In the years before its announcement, a new Grand Theft Auto game became highly anticipated, and journalists noted some fans had become frustrated by Rockstar Games's continued silence, particularly after they announced a re-release of Grand Theft Auto V in 2020. On 4 February 2022, Rockstar confirmed development was "well underway", and they intended to "significantly move beyond what we have previously delivered". In July, Rockstar announced Red Dead Online would not receive more major updates as development resources were withdrawn to focus on the upcoming game; industry sources stated Rockstar reallocated resources after planned remasters of Grand Theft Auto IV (2008) and Red Dead Redemption (2010) were paused due to the backlash received by Grand Theft Auto: The Trilogy – The Definitive Edition (2021). In August, Strauss Zelnick, chief executive officer of Rockstar's parent company Take-Two Interactive, said Rockstar was "determined to once again set creative benchmarks for the series, our industry, and for all entertainment".

Leak 
On 18 September 2022, 90 videos showing 50 minutes of work-in-progress game footage were leaked to GTAForums by a user known as "teapotuberhacker". Schreier confirmed with sources at Rockstar that the footage was genuine, and The Guardian reported it was from several stages of development, with some videos about a year old. The footage reveals a modern-day Vice City setting, contains animation tests, gameplay tests, level layouts, and conversations between characters, and depicts the player characters, Jason and Lucia, entering a strip club and robbing a diner. The hacker claimed to be behind the Uber security breach from the earlier week. They claimed to have downloaded the files directly from Rockstar's internal Slack groups, and they possessed source code, assets, and internal builds of both the new game and Grand Theft AutoV, which they threatened to publish.

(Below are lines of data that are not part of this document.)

//! Shared value types exchanged with signers, serializers and providers
//!
//! These mirror the shapes used by the full-node JSON-RPC API so they can be
//! passed through without conversion.

use crate::error::{SignerError, SignerResult};

use base64::{engine::general_purpose::STANDARD as BASE64_STANDARD, Engine as _};
use serde::{Deserialize, Deserializer, Serialize, Serializer};
use std::collections::HashMap;
use std::fmt;
use std::str::FromStr;
use std::time::Duration;

/// Extra HTTP headers forwarded with faucet requests
pub type HttpHeaders = HashMap<String, String>;

/// Hex-encoded account address, always `0x`-prefixed and lowercase
#[derive(Debug, Clone, PartialEq, Eq, Hash, Serialize, Deserialize)]
#[serde(transparent)]
pub struct SuiAddress(String);

impl SuiAddress {
    /// Create an address from raw bytes
    pub fn from_bytes(bytes: &[u8]) -> Self {
        Self(format!("0x{}", hex::encode(bytes)))
    }

    pub fn as_str(&self) -> &str {
        &self.0
    }
}

impl fmt::Display for SuiAddress {
    fn fmt(&self, f: &mut fmt::Formatter<'_>) -> fmt::Result {
        f.write_str(&self.0)
    }
}

impl FromStr for SuiAddress {
    type Err = SignerError;

    fn from_str(s: &str) -> SignerResult<Self> {
        let trimmed = s.trim();
        let hex_part = trimmed
            .strip_prefix("0x")
            .or_else(|| trimmed.strip_prefix("0X"))
            .unwrap_or(trimmed);

        if hex_part.is_empty() || !hex_part.chars().all(|c| c.is_ascii_hexdigit()) {
            return Err(SignerError::Encoding(format!("Invalid address: {}", s)));
        }

        Ok(Self(format!("0x{}", hex_part.to_ascii_lowercase())))
    }
}

/// Owned byte buffer carried as base64 text on the wire
#[derive(Debug, Clone, Default, PartialEq, Eq)]
pub struct Base64DataBuffer(Vec<u8>);

impl Base64DataBuffer {
    pub fn new(data: Vec<u8>) -> Self {
        Self(data)
    }

    /// Decode a base64 string
    pub fn from_base64(encoded: &str) -> SignerResult<Self> {
        BASE64_STANDARD
            .decode(encoded.trim())
            .map(Self)
            .map_err(|e| SignerError::Encoding(format!("Invalid base64: {}", e)))
    }

    pub fn to_base64(&self) -> String {
        BASE64_STANDARD.encode(&self.0)
    }

    pub fn as_bytes(&self) -> &[u8] {
        &self.0
    }

    pub fn into_inner(self) -> Vec<u8> {
        self.0
    }

    pub fn len(&self) -> usize {
        self.0.len()
    }

    pub fn is_empty(&self) -> bool {
        self.0.is_empty()
    }
}

impl From<Vec<u8>> for Base64DataBuffer {
    fn from(data: Vec<u8>) -> Self {
        Self(data)
    }
}

impl From<&[u8]> for Base64DataBuffer {
    fn from(data: &[u8]) -> Self {
        Self(data.to_vec())
    }
}

impl AsRef<[u8]> for Base64DataBuffer {
    fn as_ref(&self) -> &[u8] {
        &self.0
    }
}

impl fmt::Display for Base64DataBuffer {
    fn fmt(&self, f: &mut fmt::Formatter<'_>) -> fmt::Result {
        f.write_str(&self.to_base64())
    }
}

impl Serialize for Base64DataBuffer {
    fn serialize<S: Serializer>(&self, serializer: S) -> Result<S::Ok, S::Error> {
        serializer.serialize_str(&self.to_base64())
    }
}

impl<'de> Deserialize<'de> for Base64DataBuffer {
    fn deserialize<D: Deserializer<'de>>(deserializer: D) -> Result<Self, D::Error> {
        let encoded = String::deserialize(deserializer)?;
        Self::from_base64(&encoded).map_err(serde::de::Error::custom)
    }
}

/// Signature scheme identifiers accepted by the node
#[derive(Debug, Clone, Copy, PartialEq, Eq, Serialize, Deserialize)]
pub enum SignatureScheme {
    #[serde(rename = "ED25519")]
    Ed25519,
    #[serde(rename = "Secp256k1")]
    Secp256k1,
}

impl SignatureScheme {
    pub fn as_str(&self) -> &'static str {
        match self {
            SignatureScheme::Ed25519 => "ED25519",
            SignatureScheme::Secp256k1 => "Secp256k1",
        }
    }

    /// Flag byte prefixed to the public key when deriving addresses
    pub fn flag(&self) -> u8 {
        match self {
            SignatureScheme::Ed25519 => 0x00,
            SignatureScheme::Secp256k1 => 0x01,
        }
    }
}

impl fmt::Display for SignatureScheme {
    fn fmt(&self, f: &mut fmt::Formatter<'_>) -> fmt::Result {
        f.write_str(self.as_str())
    }
}

/// Signature over transaction bytes together with the signer's public key
#[derive(Debug, Clone, PartialEq, Eq)]
pub struct SignaturePubkeyPair {
    pub signature_scheme: SignatureScheme,
    pub signature: Base64DataBuffer,
    pub pub_key: Base64DataBuffer,
}

/// Confirmation strength requested from the node on submission
#[derive(Debug, Clone, Copy, Default, PartialEq, Eq, Hash, Serialize, Deserialize)]
pub enum ExecuteTransactionRequestType {
    /// Return as soon as the transaction is accepted
    ImmediateReturn,
    /// Return once a transaction certificate is formed
    WaitForTxCert,
    /// Return once effects are certified, without waiting for local execution
    WaitForEffectsCert,
    /// Return after the submitting node has executed and indexed the effects
    #[default]
    WaitForLocalExecution,
}

impl ExecuteTransactionRequestType {
    pub fn as_str(&self) -> &'static str {
        match self {
            ExecuteTransactionRequestType::ImmediateReturn => "ImmediateReturn",
            ExecuteTransactionRequestType::WaitForTxCert => "WaitForTxCert",
            ExecuteTransactionRequestType::WaitForEffectsCert => "WaitForEffectsCert",
            ExecuteTransactionRequestType::WaitForLocalExecution => "WaitForLocalExecution",
        }
    }
}

impl fmt::Display for ExecuteTransactionRequestType {
    fn fmt(&self, f: &mut fmt::Formatter<'_>) -> fmt::Result {
        f.write_str(self.as_str())
    }
}

impl FromStr for ExecuteTransactionRequestType {
    type Err = SignerError;

    fn from_str(s: &str) -> SignerResult<Self> {
        match s {
            "ImmediateReturn" => Ok(Self::ImmediateReturn),
            "WaitForTxCert" => Ok(Self::WaitForTxCert),
            "WaitForEffectsCert" => Ok(Self::WaitForEffectsCert),
            "WaitForLocalExecution" => Ok(Self::WaitForLocalExecution),
            other => Err(SignerError::Config(format!(
                "Unknown execute transaction request type: {}",
                other
            ))),
        }
    }
}

/// Raw node response to `sui_executeTransaction`
///
/// The submitter never inspects this; it is returned to the caller as-is.
#[derive(Debug, Clone, PartialEq, Serialize, Deserialize)]
#[serde(transparent)]
pub struct SuiExecuteTransactionResponse(serde_json::Value);

impl SuiExecuteTransactionResponse {
    pub fn new(raw: serde_json::Value) -> Self {
        Self(raw)
    }

    pub fn raw(&self) -> &serde_json::Value {
        &self.0
    }

    pub fn into_raw(self) -> serde_json::Value {
        self.0
    }

    /// Transaction digest, when the response shape carries one
    pub fn digest(&self) -> Option<&str> {
        const PATHS: [&str; 4] = [
            "/certificate/transactionDigest",
            "/EffectsCert/certificate/transactionDigest",
            "/TxCert/certificate/transactionDigest",
            "/ImmediateReturn/tx_digest",
        ];

        PATHS
            .iter()
            .find_map(|path| self.0.pointer(path).and_then(|v| v.as_str()))
    }
}

/// One gas coin sent by the faucet
#[derive(Debug, Clone, PartialEq, Eq, Serialize, Deserialize)]
#[serde(rename_all = "camelCase")]
pub struct FaucetCoinInfo {
    pub amount: u64,
    pub id: String,
    pub transfer_tx_digest: String,
}

/// Faucet response body
#[derive(Debug, Clone, PartialEq, Eq, Serialize, Deserialize)]
#[serde(rename_all = "camelCase")]
pub struct FaucetResponse {
    #[serde(default)]
    pub transferred_gas_objects: Vec<FaucetCoinInfo>,
    #[serde(default)]
    pub error: Option<String>,
}

/// Configuration a provider can expose so a default serializer can target
/// the same node
#[derive(Debug, Clone, Default, PartialEq, Eq)]
pub struct SerializerHints {
    pub endpoint: String,
    pub skip_data_validation: bool,
    /// HTTP timeout the provider applies to its own requests
    pub timeout: Option<Duration>,
}

#[cfg(test)]
mod tests {
    use super::*;
    use serde_json::json;

    #[test]
    fn test_default_request_type_is_local_execution() {
        assert_eq!(
            ExecuteTransactionRequestType::default(),
            ExecuteTransactionRequestType::WaitForLocalExecution
        );
    }

    #[test]
    fn test_request_type_parses_wire_names() {
        let parsed: ExecuteTransactionRequestType = "WaitForEffectsCert".parse().unwrap();
        assert_eq!(parsed, ExecuteTransactionRequestType::WaitForEffectsCert);
        assert_eq!(
            serde_json::to_value(parsed).unwrap(),
            json!("WaitForEffectsCert")
        );
        assert!("WaitForever".parse::<ExecuteTransactionRequestType>().is_err());
    }

    #[test]
    fn test_address_normalization() {
        let addr: SuiAddress = "0xABCDEF".parse().unwrap();
        assert_eq!(addr.as_str(), "0xabcdef");

        let bare: SuiAddress = "abcdef".parse().unwrap();
        assert_eq!(bare, addr);

        assert!("0xzz".parse::<SuiAddress>().is_err());
        assert!("0x".parse::<SuiAddress>().is_err());
    }

    #[test]
    fn test_base64_buffer_serde() {
        let buf = Base64DataBuffer::new(vec![1, 2, 3]);
        let encoded = serde_json::to_value(&buf).unwrap();
        assert_eq!(encoded, json!("AQID"));

        let decoded: Base64DataBuffer = serde_json::from_value(encoded).unwrap();
        assert_eq!(decoded.as_bytes(), &[1, 2, 3]);

        assert!(Base64DataBuffer::from_base64("not base64!").is_err());
    }

    #[test]
    fn test_response_digest_lookup() {
        let resp = SuiExecuteTransactionResponse::new(json!({
            "EffectsCert": {
                "certificate": { "transactionDigest": "D1g3st" },
                "effects": {}
            }
        }));
        assert_eq!(resp.digest(), Some("D1g3st"));

        let empty = SuiExecuteTransactionResponse::new(json!({}));
        assert_eq!(empty.digest(), None);
    }

    #[test]
    fn test_faucet_response_parsing() {
        let resp: FaucetResponse = serde_json::from_value(json!({
            "transferredGasObjects": [
                { "amount": 50000, "id": "0x5", "transferTxDigest": "abc" }
            ],
            "error": null
        }))
        .unwrap();

        assert_eq!(resp.transferred_gas_objects.len(), 1);
        assert_eq!(resp.transferred_gas_objects[0].amount, 50000);
        assert!(resp.error.is_none());
    }
}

Take-Two responded by submitting takedowns of videos showing or discussing the leaks hosted on YouTube under the Digital Millennium Copyright Act, and contacted moderators of GTAForums and Reddit to remove access. The hacker wrote they were "looking to negotiate a deal" with Rockstar or Take-Two. Several journalists described the event as one of the biggest leaks in video game history; Schreier called it "a nightmare for Rockstar Games" that could limit remote work flexibility for employees. Jefferies analyst Andrew Uerkwitz called it a "PR disaster" that could potentially delay the game and diminish staff morale, but was unlikely to impact reception or sales. The Guardian noted the leaked footage was being widely criticised "by ill-informed users" due to its quality, despite not being representative of the final product. Some users erroneously claimed graphics and art assets are finalised early in game development. In solidarity, many industry developers shared work-in-progress footage of their games and some, including Cliff Bleszinski, Neil Druckmann, Rami Ismail, and Alanah Pearce, offered their sympathies to Rockstar.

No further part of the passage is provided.